How can bias be mitigated?
Recently, our colleagues at Alice Biometrics, Daniel Pérez Cabo, Esteban Vázquez Fernández and Artur Costa-Pazo, accompanied by David Jiménez-Cabello and José Luis Alba Castro, analyzed this issue in a study focused on demographic biases.
The main purpose of the research is to enable accountability and fair comparison of several face Presentation Attack Detection (PAD) approaches.
Throughout the analysis, Costa‐Pazo and co-authors highlighted the flaws in most main image databases, then presented an attempt to evaluate the ethnic bias in a self‐designed dataset and protocol.
“Fairness is a critical aspect for any deployable solution aiming at creating models that are agnostic to different social and demographic characteristics,” the paper reads.
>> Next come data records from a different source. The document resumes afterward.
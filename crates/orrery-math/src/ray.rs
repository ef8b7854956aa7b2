//! Picking rays and sphere intersection.

use glam::DVec3;

/// A world-space ray with normalized direction.
#[derive(Clone, Copy, Debug)]
pub struct Ray {
    /// Ray start point.
    pub origin: DVec3,
    /// Unit direction. Zero if the ray was built from a degenerate direction,
    /// in which case every intersection test misses.
    pub direction: DVec3,
}

impl Ray {
    /// Build a ray, normalizing the direction.
    pub fn new(origin: DVec3, direction: DVec3) -> Self {
        Self {
            origin,
            direction: direction.normalize_or_zero(),
        }
    }

    /// Ray from `origin` toward `target`.
    pub fn pointing(origin: DVec3, target: DVec3) -> Self {
        Self::new(origin, target - origin)
    }

    /// Point at parameter `t` along the ray.
    pub fn at(&self, t: f64) -> DVec3 {
        self.origin + self.direction * t
    }

    /// Distance along the ray to the first intersection with a sphere,
    /// if any. Hits behind the origin are ignored; an origin inside the
    /// sphere hits the far shell.
    pub fn sphere_hit(&self, target: &SphereTarget) -> Option<f64> {
        if self.direction == DVec3::ZERO {
            return None;
        }
        let oc = self.origin - target.center;
        let half_b = oc.dot(self.direction);
        let c = oc.length_squared() - target.radius * target.radius;
        let discriminant = half_b * half_b - c;
        if discriminant < 0.0 {
            return None;
        }
        let sqrt_d = discriminant.sqrt();
        let near = -half_b - sqrt_d;
        if near > 1e-9 {
            return Some(near);
        }
        let far = -half_b + sqrt_d;
        if far > 1e-9 {
            return Some(far);
        }
        None
    }
}

/// A pickable bounding sphere.
#[derive(Clone, Copy, Debug)]
pub struct SphereTarget {
    /// Sphere center in world space.
    pub center: DVec3,
    /// Sphere radius in scene units.
    pub radius: f64,
}

/// Index and ray distance of the nearest intersected sphere, scanning the
/// whole slice. Ties go to the earlier entry.
pub fn nearest_sphere_hit(ray: &Ray, targets: &[SphereTarget]) -> Option<(usize, f64)> {
    let mut nearest: Option<(usize, f64)> = None;
    for (index, target) in targets.iter().enumerate() {
        if let Some(t) = ray.sphere_hit(target) {
            let closer = match nearest {
                Some((_, best)) => t < best,
                None => true,
            };
            if closer {
                nearest = Some((index, t));
            }
        }
    }
    nearest
}
//! Variable-timestep frame pacing.
//!
//! The simulation advances by whatever delta the last frame took; the clock
//! scales that delta to the 60 fps reference rate so the scene moves at the
//! same apparent speed on any display. This loop measures the delta, clamps
//! pathological stalls, and keeps the statistics the debug summary reports.

use std::time::Instant;
use tracing::warn;

/// Maximum frame time accepted as real. Longer gaps (a suspended laptop, a
/// debugger pause) are clamped so the scene does not teleport.
pub const MAX_FRAME_TIME: f64 = 0.25;

/// Wall-clock frame pacing state.
///
/// Call [`tick`](Self::tick) once per frame; it hands the clamped delta to
/// the frame function exactly once.
pub struct FrameLoop {
    previous_time: Instant,
    frame_count: u64,
    total_time: f64,
}

impl FrameLoop {
    /// Creates a new `FrameLoop` starting from the current instant.
    pub fn new() -> Self {
        Self {
            previous_time: Instant::now(),
            frame_count: 0,
            total_time: 0.0,
        }
    }

    /// Run one frame: measure the elapsed delta, clamp it, and call
    /// `frame_fn(dt)` with the result.
    pub fn tick(&mut self, mut frame_fn: impl FnMut(f64)) {
        let now = Instant::now();
        let mut dt = now.duration_since(self.previous_time).as_secs_f64();
        self.previous_time = now;

        if dt > MAX_FRAME_TIME {
            warn!(
                "Frame time {:.1}ms exceeds maximum, clamping to {:.1}ms",
                dt * 1000.0,
                MAX_FRAME_TIME * 1000.0
            );
            dt = MAX_FRAME_TIME;
        }

        frame_fn(dt);
        self.frame_count += 1;
        self.total_time += dt;
    }

    /// Returns the total number of frames run.
    pub fn frame_count(&self) -> u64 {
        self.frame_count
    }

    /// Total clamped time handed to the simulation, in seconds.
    pub fn total_time(&self) -> f64 {
        self.total_time
    }

    /// Average delta over the run so far, in seconds.
    pub fn average_frame_time(&self) -> f64 {
        if self.frame_count == 0 {
            0.0
        } else {
            self.total_time / self.frame_count as f64
        }
    }
}

impl Default for FrameLoop {
    fn default() -> Self {
        Self::new()
    }
}

/// A testable version of the frame loop that accepts explicit frame times
/// instead of measuring wall-clock time.
#[cfg(test)]
struct TestableFrameLoop {
    frame_count: u64,
    total_time: f64,
}

#[cfg(test)]
impl TestableFrameLoop {
    fn new() -> Self {
        Self {
            frame_count: 0,
            total_time: 0.0,
        }
    }

    fn tick(&mut self, frame_time: f64, mut frame_fn: impl FnMut(f64)) {
        let dt = if frame_time > MAX_FRAME_TIME {
            MAX_FRAME_TIME
        } else {
            frame_time
        };

        frame_fn(dt);
        self.frame_count += 1;
        self.total_time += dt;
    }
}
//! Catalog data access for the orrery.
//!
//! Defines the record shapes exchanged with external body catalogs and a
//! worker pipeline that fetches them without blocking the frame loop.

mod fetch;
mod records;

pub use fetch::{
    BodyFetcher, FetchError, FetchOutcome, FetchPipeline, FetchRequest, JsonDirFetcher,
    StaticFetcher,
};
pub use records::{BodyKind, BodyRecord};
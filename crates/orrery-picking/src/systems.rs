//! Hover and click picking against the registered proxies.

use bevy_ecs::prelude::*;
use glam::{DVec2, DVec3};
use tracing::{debug, info};

use orrery_ecs::{
    BodyPosition, BodyRadius, CameraPhase, CameraRig, Name, PointerState, SelectionState,
    SimulationClock, ViewOffset,
};
use orrery_math::{SphereTarget, nearest_sphere_hit};

use crate::registry::{PickRegistry, ProxySurface};

/// A resolved pick: the owning body and the ray distance of the hit.
#[derive(Clone, Copy, Debug, PartialEq)]
pub struct PickHit {
    pub body: Entity,
    pub distance: f64,
}

/// Cast the pointer ray against every registered proxy and resolve the
/// nearest hit to its owning body.
///
/// `lookup` supplies `(position, radius)` for a body; proxies whose body
/// cannot be resolved are skipped rather than intersected, so stale
/// registry entries can never produce a selection.
pub fn hit_test(
    ndc: DVec2,
    rig: &CameraRig,
    registry: &PickRegistry,
    mut lookup: impl FnMut(Entity) -> Option<(DVec3, f64)>,
) -> Option<PickHit> {
    let ray = rig.ray_through(ndc);

    let mut targets = Vec::with_capacity(registry.len());
    let mut owners = Vec::with_capacity(registry.len());
    for entry in registry.entries() {
        let Some((center, body_radius)) = lookup(entry.body) else {
            continue;
        };
        let radius = match entry.surface {
            ProxySurface::Body => body_radius,
            ProxySurface::Shell(shell_radius) => shell_radius,
        };
        targets.push(SphereTarget { center, radius });
        owners.push(entry.body);
    }

    nearest_sphere_hit(&ray, &targets).map(|(index, distance)| PickHit {
        body: owners[index],
        distance,
    })
}

/// Refresh the hover highlight from the current cursor position.
///
/// Runs every frame; hovering an atmosphere shell highlights the planet
/// that owns it.
pub fn hover_pick_system(
    pointer: Res<PointerState>,
    rig: Res<CameraRig>,
    registry: Res<PickRegistry>,
    bodies: Query<(&BodyPosition, &BodyRadius)>,
    mut selection: ResMut<SelectionState>,
) {
    let Some(cursor) = pointer.cursor_ndc else {
        selection.hovered = None;
        return;
    };

    let hit = hit_test(cursor, &rig, &registry, |entity| {
        bodies.get(entity).ok().map(|(pos, radius)| (pos.0, radius.0))
    });
    selection.hovered = hit.map(|hit| hit.body);
}

/// Turn a pointer press into a selection and start the camera approach.
///
/// All selection side effects happen here together within one tick: the
/// orbit multiplier drops to zero, the camera target and look-at update,
/// and the phase flips to `MovingToTarget`. Re-selecting while a previous
/// transition is still running restarts the approach immediately. A press
/// on empty space changes nothing.
pub fn click_select_system(
    pointer: Res<PointerState>,
    registry: Res<PickRegistry>,
    bodies: Query<(&BodyPosition, &BodyRadius)>,
    details: Query<(&BodyPosition, &ViewOffset, &Name)>,
    mut rig: ResMut<CameraRig>,
    mut clock: ResMut<SimulationClock>,
    mut selection: ResMut<SelectionState>,
) {
    let Some(click) = pointer.click_ndc else {
        return;
    };

    let Some(hit) = hit_test(click, &rig, &registry, |entity| {
        bodies.get(entity).ok().map(|(pos, radius)| (pos.0, radius.0))
    }) else {
        debug!("press on empty space ignored");
        return;
    };

    let Ok((position, view_offset, name)) = details.get(hit.body) else {
        debug!("pick resolved to a body without selection components");
        return;
    };

    let body_position = position.0;
    let approach_dir = (rig.position - body_position)
        .try_normalize()
        .unwrap_or(DVec3::X);

    selection.selected = Some(hit.body);
    selection.camera_phase = CameraPhase::MovingToTarget;
    selection.target_camera_position = body_position + approach_dir * view_offset.0;
    rig.look_at = body_position;
    clock.set_orbit_speed_multiplier(0.0);

    info!(
        "selected {} at distance {:.1}, approaching to offset {}",
        name.as_str(),
        hit.distance,
        view_offset.0
    );
}
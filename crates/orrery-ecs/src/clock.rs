//! The simulation clock and its user-adjustable speed settings.

use bevy_ecs::prelude::*;

/// Frame rate the original animation constants were tuned against. Per-tick
/// speed scales are expressed in radians per reference frame; the clock
/// converts wall-clock deltas into reference frames so motion looks the
/// same at any display rate.
pub const REFERENCE_FRAME_RATE: f64 = 60.0;

/// Adjustable range for the orbit and rotation speed multipliers.
pub const SPEED_MULTIPLIER_RANGE: (f64, f64) = (0.0, 10.0);
/// Adjustable range for the sun's emissive intensity.
pub const SUN_INTENSITY_RANGE: (f64, f64) = (1.0, 10.0);

/// Process-wide simulation time and speed settings.
///
/// Created once at startup, advanced exactly once per frame, and mutated
/// only by user-input handlers between frames. Never reset mid-session.
#[derive(Resource, Clone, Debug)]
pub struct SimulationClock {
    /// Total simulated wall-clock seconds since startup.
    pub elapsed: f64,
    /// Wall-clock seconds covered by the current frame.
    pub delta: f64,
    /// `delta` expressed in reference frames; the factor every per-tick
    /// speed scale is multiplied by.
    pub frame_scale: f64,
    /// Global multiplier on orbital advancement, `[0, 10]`. Selection
    /// pauses orbits by setting this to 0.
    pub orbit_speed_multiplier: f64,
    /// Global multiplier on self-rotation, `[0, 10]`.
    pub rotation_speed_multiplier: f64,
    /// Sun emissive intensity, `[1, 10]`.
    pub sun_intensity: f64,
}

impl Default for SimulationClock {
    fn default() -> Self {
        Self {
            elapsed: 0.0,
            delta: 0.0,
            frame_scale: 0.0,
            orbit_speed_multiplier: 1.0,
            rotation_speed_multiplier: 1.0,
            sun_intensity: 1.9,
        }
    }
}

impl SimulationClock {
    /// Advance the clock by one frame of `dt` seconds.
    pub fn advance(&mut self, dt: f64) {
        self.delta = dt;
        self.frame_scale = dt * REFERENCE_FRAME_RATE;
        self.elapsed += dt;
    }

    /// Set the orbit speed multiplier, clamped into `[0, 10]`.
    pub fn set_orbit_speed_multiplier(&mut self, value: f64) {
        let (lo, hi) = SPEED_MULTIPLIER_RANGE;
        self.orbit_speed_multiplier = value.clamp(lo, hi);
    }

    /// Set the rotation speed multiplier, clamped into `[0, 10]`.
    pub fn set_rotation_speed_multiplier(&mut self, value: f64) {
        let (lo, hi) = SPEED_MULTIPLIER_RANGE;
        self.rotation_speed_multiplier = value.clamp(lo, hi);
    }

    /// Set the sun intensity, clamped into `[1, 10]`.
    pub fn set_sun_intensity(&mut self, value: f64) {
        let (lo, hi) = SUN_INTENSITY_RANGE;
        self.sun_intensity = value.clamp(lo, hi);
    }

    /// Total elapsed time in milliseconds. Moon phases are a direct
    /// function of this value rather than an accumulated step.
    pub fn elapsed_millis(&self) -> f64 {
        self.elapsed * 1000.0
    }

    /// Per-tick orbital advancement for a body with the given speed scale.
    pub fn orbit_step(&self, speed_scale: f64) -> f64 {
        speed_scale * self.orbit_speed_multiplier * self.frame_scale
    }

    /// Per-tick self-rotation advancement for the given speed scale.
    pub fn rotation_step(&self, speed_scale: f64) -> f64 {
        speed_scale * self.rotation_speed_multiplier * self.frame_scale
    }
}
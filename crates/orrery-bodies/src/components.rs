//! Motion components layered on the core body components.

use bevy_ecs::prelude::*;
use orrery_math::{MoonOrbit, OrbitalElements};

/// Elliptical orbit around the scene origin.
#[derive(Component, Clone, Copy, Debug)]
pub struct OrbitState {
    /// Shape and orientation of the orbit.
    pub elements: OrbitalElements,
    /// Current phase angle, kept wrapped into `[0, 2π)`.
    pub angle: f64,
    /// Radians advanced per reference frame at orbit multiplier 1.
    pub speed_scale: f64,
}

impl OrbitState {
    /// Orbit starting at phase angle 0.
    pub fn new(elements: OrbitalElements, speed_scale: f64) -> Self {
        Self {
            elements,
            angle: 0.0,
            speed_scale,
        }
    }
}

/// Self-rotation about the body's local spin axis.
///
/// The accumulated angle is unbounded: it is only ever turned into a
/// rotation, where extra full turns are harmless, and wrapping it would
/// cause a visible snap for anything mid-interpolation.
#[derive(Component, Clone, Copy, Debug, Default)]
pub struct SpinState {
    /// Accumulated rotation in radians.
    pub angle: f64,
    /// Radians advanced per reference frame at rotation multiplier 1.
    pub speed_scale: f64,
}

impl SpinState {
    pub fn with_speed(speed_scale: f64) -> Self {
        Self {
            angle: 0.0,
            speed_scale,
        }
    }
}

/// Fixed lean of the spin axis, in radians.
#[derive(Component, Clone, Copy, Debug, Default)]
pub struct AxialTilt(pub f64);

/// Circular orbit around a parent body's current position.
#[derive(Component, Clone, Copy, Debug)]
pub struct MoonOf {
    pub parent: Entity,
    pub orbit: MoonOrbit,
}

/// Keeps a decoration (ring, atmosphere shell) at its owner's position.
#[derive(Component, Clone, Copy, Debug)]
pub struct FollowsBody(pub Entity);

/// Marks a body spawned from a fetched catalog record rather than the
/// built-in set.
#[derive(Component, Clone, Copy, Debug, Default)]
pub struct MinorBody;

/// A rock field revolving as one group about the scene Y axis. The rocks
/// are static in the belt's local frame.
#[derive(Component, Clone, Copy, Debug, Default)]
pub struct AsteroidBelt {
    /// Accumulated revolution angle, kept wrapped into `[0, 2π)`.
    pub revolution: f64,
}

#[cfg(test)]
mod tests {
    use super::*;

    #[test]
    fn test_orbit_state_starts_at_phase_zero() {
        let elements = OrbitalElements::circular(100.0).unwrap();
        let orbit = OrbitState::new(elements, 0.01);
        assert_eq!(orbit.angle, 0.0);
        assert_eq!(orbit.speed_scale, 0.01);
    }

    #[test]
    fn test_spin_state_defaults_to_rest() {
        let spin = SpinState::default();
        assert_eq!(spin.angle, 0.0);
        assert_eq!(spin.speed_scale, 0.0);
    }
}
//! Command-line argument parsing for the orrery.

use std::path::PathBuf;

use clap::Parser;

use crate::Config;

/// Orrery command-line arguments.
///
/// CLI values override settings loaded from `config.ron`.
#[derive(Parser, Debug)]
#[command(name = "orrery", about = "Interactive solar system orrery")]
pub struct CliArgs {
    /// Window width.
    #[arg(long)]
    pub width: Option<u32>,

    /// Window height.
    #[arg(long)]
    pub height: Option<u32>,

    /// Orbit speed multiplier (0 - 10).
    #[arg(long)]
    pub orbit_speed: Option<f64>,

    /// Rotation speed multiplier (0 - 10).
    #[arg(long)]
    pub rotation_speed: Option<f64>,

    /// Sun light intensity (1 - 10).
    #[arg(long)]
    pub sun_intensity: Option<f64>,

    /// Directory holding catalog JSON files.
    #[arg(long)]
    pub data_dir: Option<PathBuf>,

    /// Log level (error, warn, info, debug, trace).
    #[arg(long)]
    pub log_level: Option<String>,

    /// Path to config directory (overrides default location).
    #[arg(long)]
    pub config: Option<PathBuf>,

    /// Number of frames to simulate before exiting.
    #[arg(long)]
    pub frames: Option<u64>,
}

impl Config {
    /// Apply CLI overrides to a loaded config.
    pub fn apply_cli_overrides(&mut self, args: &CliArgs) {
        if let Some(w) = args.width {
            self.window.width = w;
        }
        if let Some(h) = args.height {
            self.window.height = h;
        }
        if let Some(speed) = args.orbit_speed {
            self.simulation.orbit_speed_multiplier = speed;
        }
        if let Some(speed) = args.rotation_speed {
            self.simulation.rotation_speed_multiplier = speed;
        }
        if let Some(intensity) = args.sun_intensity {
            self.simulation.sun_intensity = intensity;
        }
        if let Some(ref dir) = args.data_dir {
            self.data.data_dir = dir.clone();
        }
        if let Some(ref level) = args.log_level {
            self.debug.log_level = level.clone();
        }
    }
}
To pursue this goal, the researchers took the GRAD-GPAD framework, then added the categorisation of three new datasets, thus increasing the number of identities by more than 300% and the number of samples by more than 181% more.
In addition, the team introduced new categorisation and labelling for sex, age and skin tone, as well as novel demographic protocols, visualisation tools and metrics to detect and measure the existence of biases.
The researchers dubbed the improved database GRAD-GPAD v2.
Different objectives, different scenarios
According to the paper, despite the best efforts of the community, the research results indicate that individual datasets have a strong built-in bias.
“The rationale behind this bias originates on the experimental setting as follows: each dataset has different objectives and evaluates the performance of the models in different scenarios.”
For instance, some of these systems may be built to be run only on mobile devices, either in outdoor or lab environments, with synthetic or natural illumination, using a simulated onboarding setting, or for deployment in other, specific scenarios.
“Even if we try to incorporate every possible scenario, we find that the biases are still present in some form,” the paper explains.
By incorporating additional datasets and a novel labelling approach, Costa‐Pazo’s team achieved some interesting results.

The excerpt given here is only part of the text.